Collection entries

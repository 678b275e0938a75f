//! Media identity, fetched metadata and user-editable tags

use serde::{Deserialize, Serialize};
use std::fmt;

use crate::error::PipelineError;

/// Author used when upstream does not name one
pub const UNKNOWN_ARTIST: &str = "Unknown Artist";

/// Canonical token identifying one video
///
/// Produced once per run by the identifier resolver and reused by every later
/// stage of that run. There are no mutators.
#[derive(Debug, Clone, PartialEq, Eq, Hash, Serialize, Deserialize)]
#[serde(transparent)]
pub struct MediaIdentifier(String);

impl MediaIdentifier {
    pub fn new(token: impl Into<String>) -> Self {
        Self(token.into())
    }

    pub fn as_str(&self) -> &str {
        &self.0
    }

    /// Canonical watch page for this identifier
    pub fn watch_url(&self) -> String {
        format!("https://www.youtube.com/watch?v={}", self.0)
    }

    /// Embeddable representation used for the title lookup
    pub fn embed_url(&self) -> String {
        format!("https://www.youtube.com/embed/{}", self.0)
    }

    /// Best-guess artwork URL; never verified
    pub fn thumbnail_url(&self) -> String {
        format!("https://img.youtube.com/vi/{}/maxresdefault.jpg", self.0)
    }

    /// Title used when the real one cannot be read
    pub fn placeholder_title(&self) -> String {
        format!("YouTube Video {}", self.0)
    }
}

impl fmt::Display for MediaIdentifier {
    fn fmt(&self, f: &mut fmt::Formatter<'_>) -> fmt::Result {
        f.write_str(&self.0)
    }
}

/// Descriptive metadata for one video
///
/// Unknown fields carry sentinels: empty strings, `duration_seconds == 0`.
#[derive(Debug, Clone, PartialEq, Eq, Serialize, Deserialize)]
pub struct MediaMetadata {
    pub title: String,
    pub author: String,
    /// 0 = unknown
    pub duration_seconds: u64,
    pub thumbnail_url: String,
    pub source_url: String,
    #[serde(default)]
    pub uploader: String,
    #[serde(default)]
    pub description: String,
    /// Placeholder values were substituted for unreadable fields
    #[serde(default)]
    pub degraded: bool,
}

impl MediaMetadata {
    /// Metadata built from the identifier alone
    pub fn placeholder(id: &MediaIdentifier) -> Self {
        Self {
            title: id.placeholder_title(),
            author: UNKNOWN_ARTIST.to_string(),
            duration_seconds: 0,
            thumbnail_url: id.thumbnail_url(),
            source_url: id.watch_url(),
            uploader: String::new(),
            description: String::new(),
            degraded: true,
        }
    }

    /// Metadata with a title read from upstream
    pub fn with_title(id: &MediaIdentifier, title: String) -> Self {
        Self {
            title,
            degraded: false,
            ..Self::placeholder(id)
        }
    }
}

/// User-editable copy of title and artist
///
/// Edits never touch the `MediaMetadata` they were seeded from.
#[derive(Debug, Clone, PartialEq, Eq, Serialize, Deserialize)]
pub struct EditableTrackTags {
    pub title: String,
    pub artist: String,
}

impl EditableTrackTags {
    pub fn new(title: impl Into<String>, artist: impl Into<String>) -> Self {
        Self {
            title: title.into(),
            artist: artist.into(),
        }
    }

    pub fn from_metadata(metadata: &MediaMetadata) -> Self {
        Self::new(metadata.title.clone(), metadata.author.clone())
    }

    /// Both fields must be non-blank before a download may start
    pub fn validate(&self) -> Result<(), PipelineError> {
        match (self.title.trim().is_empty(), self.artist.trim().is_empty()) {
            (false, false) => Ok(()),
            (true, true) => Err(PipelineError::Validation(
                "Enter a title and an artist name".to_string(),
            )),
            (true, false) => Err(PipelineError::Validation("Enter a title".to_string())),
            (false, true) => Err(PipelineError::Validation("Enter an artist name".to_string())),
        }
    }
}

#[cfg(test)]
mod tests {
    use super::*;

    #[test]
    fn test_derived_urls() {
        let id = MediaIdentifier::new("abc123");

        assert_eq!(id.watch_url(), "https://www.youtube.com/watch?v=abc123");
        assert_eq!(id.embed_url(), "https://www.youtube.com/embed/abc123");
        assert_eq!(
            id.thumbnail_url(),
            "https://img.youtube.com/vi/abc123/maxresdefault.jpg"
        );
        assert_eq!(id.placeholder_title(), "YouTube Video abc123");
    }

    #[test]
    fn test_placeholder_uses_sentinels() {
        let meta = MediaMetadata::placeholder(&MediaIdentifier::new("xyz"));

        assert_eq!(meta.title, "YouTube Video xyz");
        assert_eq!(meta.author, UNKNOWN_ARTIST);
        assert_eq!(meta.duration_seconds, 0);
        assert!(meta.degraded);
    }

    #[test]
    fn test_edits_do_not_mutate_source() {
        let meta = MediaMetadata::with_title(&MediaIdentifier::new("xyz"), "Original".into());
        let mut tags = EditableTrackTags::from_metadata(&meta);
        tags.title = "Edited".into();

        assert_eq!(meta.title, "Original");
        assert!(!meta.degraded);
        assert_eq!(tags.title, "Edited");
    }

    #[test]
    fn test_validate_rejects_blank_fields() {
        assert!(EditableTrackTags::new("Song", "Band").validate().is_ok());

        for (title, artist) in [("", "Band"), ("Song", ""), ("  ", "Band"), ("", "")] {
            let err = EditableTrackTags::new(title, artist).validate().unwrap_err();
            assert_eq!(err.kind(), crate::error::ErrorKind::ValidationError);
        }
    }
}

* * *

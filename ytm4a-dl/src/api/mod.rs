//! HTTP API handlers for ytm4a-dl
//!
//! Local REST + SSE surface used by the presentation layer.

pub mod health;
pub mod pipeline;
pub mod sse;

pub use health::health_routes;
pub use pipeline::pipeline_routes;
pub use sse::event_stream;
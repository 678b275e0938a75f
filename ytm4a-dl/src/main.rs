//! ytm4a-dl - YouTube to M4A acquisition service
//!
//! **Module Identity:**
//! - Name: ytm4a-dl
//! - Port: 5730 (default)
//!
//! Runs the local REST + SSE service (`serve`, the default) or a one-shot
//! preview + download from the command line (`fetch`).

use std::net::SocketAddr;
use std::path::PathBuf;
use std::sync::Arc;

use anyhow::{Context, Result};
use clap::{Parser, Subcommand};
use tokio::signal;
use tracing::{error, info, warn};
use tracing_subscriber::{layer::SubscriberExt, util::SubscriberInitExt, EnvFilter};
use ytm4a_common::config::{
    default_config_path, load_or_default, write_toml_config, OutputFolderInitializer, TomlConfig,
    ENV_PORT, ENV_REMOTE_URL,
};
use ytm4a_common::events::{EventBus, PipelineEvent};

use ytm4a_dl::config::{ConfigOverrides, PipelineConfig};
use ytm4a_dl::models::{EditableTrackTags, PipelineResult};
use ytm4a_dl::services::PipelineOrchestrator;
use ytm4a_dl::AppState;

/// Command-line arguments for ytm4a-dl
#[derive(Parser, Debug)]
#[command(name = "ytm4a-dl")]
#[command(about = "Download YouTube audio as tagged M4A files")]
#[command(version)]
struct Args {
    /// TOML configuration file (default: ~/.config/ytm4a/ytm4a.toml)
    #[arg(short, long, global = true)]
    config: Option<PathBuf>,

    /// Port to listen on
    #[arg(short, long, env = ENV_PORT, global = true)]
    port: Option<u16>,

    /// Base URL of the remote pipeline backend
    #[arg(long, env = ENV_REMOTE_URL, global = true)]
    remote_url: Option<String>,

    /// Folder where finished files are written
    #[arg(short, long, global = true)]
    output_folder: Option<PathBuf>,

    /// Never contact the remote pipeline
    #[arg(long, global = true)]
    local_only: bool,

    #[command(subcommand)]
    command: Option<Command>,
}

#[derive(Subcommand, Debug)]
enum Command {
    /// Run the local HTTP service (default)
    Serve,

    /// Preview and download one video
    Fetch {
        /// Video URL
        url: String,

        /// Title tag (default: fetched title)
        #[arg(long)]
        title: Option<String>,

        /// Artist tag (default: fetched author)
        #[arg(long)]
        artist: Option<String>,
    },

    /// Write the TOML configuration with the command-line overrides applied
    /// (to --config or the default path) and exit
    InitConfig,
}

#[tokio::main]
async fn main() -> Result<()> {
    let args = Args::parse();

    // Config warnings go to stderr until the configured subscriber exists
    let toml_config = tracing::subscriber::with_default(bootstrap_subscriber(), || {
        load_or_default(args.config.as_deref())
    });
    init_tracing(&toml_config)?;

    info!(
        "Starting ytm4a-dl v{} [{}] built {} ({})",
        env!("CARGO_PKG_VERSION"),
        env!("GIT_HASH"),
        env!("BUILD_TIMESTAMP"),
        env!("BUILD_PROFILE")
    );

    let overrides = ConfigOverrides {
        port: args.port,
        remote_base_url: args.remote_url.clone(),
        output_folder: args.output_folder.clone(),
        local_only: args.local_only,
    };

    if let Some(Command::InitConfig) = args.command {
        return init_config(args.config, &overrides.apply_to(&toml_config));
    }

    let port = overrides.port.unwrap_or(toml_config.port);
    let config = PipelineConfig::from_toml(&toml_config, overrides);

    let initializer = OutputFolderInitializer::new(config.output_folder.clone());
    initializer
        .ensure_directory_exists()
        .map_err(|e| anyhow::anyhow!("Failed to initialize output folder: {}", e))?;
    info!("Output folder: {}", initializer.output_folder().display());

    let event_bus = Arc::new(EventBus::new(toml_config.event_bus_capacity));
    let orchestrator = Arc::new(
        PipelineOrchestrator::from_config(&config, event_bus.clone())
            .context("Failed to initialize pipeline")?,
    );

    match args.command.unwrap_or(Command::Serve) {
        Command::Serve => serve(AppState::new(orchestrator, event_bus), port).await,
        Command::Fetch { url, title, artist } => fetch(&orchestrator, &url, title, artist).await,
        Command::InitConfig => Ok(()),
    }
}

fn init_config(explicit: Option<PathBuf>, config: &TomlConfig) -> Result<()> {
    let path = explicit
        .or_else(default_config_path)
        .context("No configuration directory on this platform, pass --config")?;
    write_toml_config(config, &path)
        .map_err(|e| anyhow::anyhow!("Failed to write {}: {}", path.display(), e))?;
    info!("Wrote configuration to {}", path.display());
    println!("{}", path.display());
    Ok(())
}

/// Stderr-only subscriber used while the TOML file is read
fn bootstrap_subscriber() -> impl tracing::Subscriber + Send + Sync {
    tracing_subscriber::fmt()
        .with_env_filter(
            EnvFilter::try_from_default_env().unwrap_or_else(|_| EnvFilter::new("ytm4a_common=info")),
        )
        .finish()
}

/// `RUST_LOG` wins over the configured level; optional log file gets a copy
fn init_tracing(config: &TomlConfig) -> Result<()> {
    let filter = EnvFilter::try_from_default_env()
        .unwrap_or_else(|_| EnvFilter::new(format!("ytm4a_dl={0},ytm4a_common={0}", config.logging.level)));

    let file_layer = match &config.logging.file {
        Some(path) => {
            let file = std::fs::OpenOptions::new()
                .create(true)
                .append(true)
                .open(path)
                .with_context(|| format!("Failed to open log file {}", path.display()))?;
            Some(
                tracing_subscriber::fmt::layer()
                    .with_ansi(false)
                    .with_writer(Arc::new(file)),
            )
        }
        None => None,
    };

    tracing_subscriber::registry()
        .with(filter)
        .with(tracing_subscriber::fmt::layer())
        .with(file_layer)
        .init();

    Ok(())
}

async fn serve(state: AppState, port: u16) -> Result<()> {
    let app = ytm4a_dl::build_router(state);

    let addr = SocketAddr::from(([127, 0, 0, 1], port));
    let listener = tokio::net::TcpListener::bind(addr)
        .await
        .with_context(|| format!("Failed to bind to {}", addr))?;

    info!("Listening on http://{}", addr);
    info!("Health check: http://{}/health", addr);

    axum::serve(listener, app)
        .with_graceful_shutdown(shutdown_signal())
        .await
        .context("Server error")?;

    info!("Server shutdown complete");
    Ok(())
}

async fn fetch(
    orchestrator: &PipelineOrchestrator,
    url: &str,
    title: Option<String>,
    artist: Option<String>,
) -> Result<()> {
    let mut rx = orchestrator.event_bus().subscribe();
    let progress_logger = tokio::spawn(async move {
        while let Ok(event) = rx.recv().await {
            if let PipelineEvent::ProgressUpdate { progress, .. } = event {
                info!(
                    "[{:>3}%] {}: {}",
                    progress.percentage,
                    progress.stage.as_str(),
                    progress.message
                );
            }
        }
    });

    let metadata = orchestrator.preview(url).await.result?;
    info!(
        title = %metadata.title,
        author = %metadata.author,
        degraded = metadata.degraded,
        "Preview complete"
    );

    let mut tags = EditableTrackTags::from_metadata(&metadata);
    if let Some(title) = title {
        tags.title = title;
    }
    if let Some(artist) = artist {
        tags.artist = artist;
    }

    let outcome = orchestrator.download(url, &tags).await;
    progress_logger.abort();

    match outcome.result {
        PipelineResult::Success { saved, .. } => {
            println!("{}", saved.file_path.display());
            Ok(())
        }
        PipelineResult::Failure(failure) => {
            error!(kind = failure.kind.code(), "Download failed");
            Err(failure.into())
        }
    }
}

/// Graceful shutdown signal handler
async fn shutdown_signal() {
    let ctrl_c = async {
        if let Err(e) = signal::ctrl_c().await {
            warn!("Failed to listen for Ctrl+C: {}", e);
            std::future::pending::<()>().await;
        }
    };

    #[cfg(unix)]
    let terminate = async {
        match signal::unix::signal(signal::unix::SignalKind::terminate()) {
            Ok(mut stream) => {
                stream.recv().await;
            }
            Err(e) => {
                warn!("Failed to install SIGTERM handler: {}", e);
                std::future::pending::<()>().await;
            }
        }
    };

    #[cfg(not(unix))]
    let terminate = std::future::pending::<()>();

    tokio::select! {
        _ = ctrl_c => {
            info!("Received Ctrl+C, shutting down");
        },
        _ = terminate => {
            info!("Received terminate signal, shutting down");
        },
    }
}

* * *

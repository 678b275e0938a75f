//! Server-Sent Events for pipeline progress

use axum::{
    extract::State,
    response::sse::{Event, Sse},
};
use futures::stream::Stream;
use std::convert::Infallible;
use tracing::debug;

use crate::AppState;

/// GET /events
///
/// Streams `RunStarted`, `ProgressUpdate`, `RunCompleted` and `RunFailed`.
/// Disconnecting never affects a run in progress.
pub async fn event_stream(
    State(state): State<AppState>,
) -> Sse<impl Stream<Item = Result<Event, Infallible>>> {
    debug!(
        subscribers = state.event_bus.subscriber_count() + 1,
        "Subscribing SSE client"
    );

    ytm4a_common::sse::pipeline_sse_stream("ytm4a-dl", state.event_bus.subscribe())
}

◆ How to complete this task
If a line of the entries contains "pending", it counts; say how many such lines there are and give only the number.

◆ Response for this exercise
3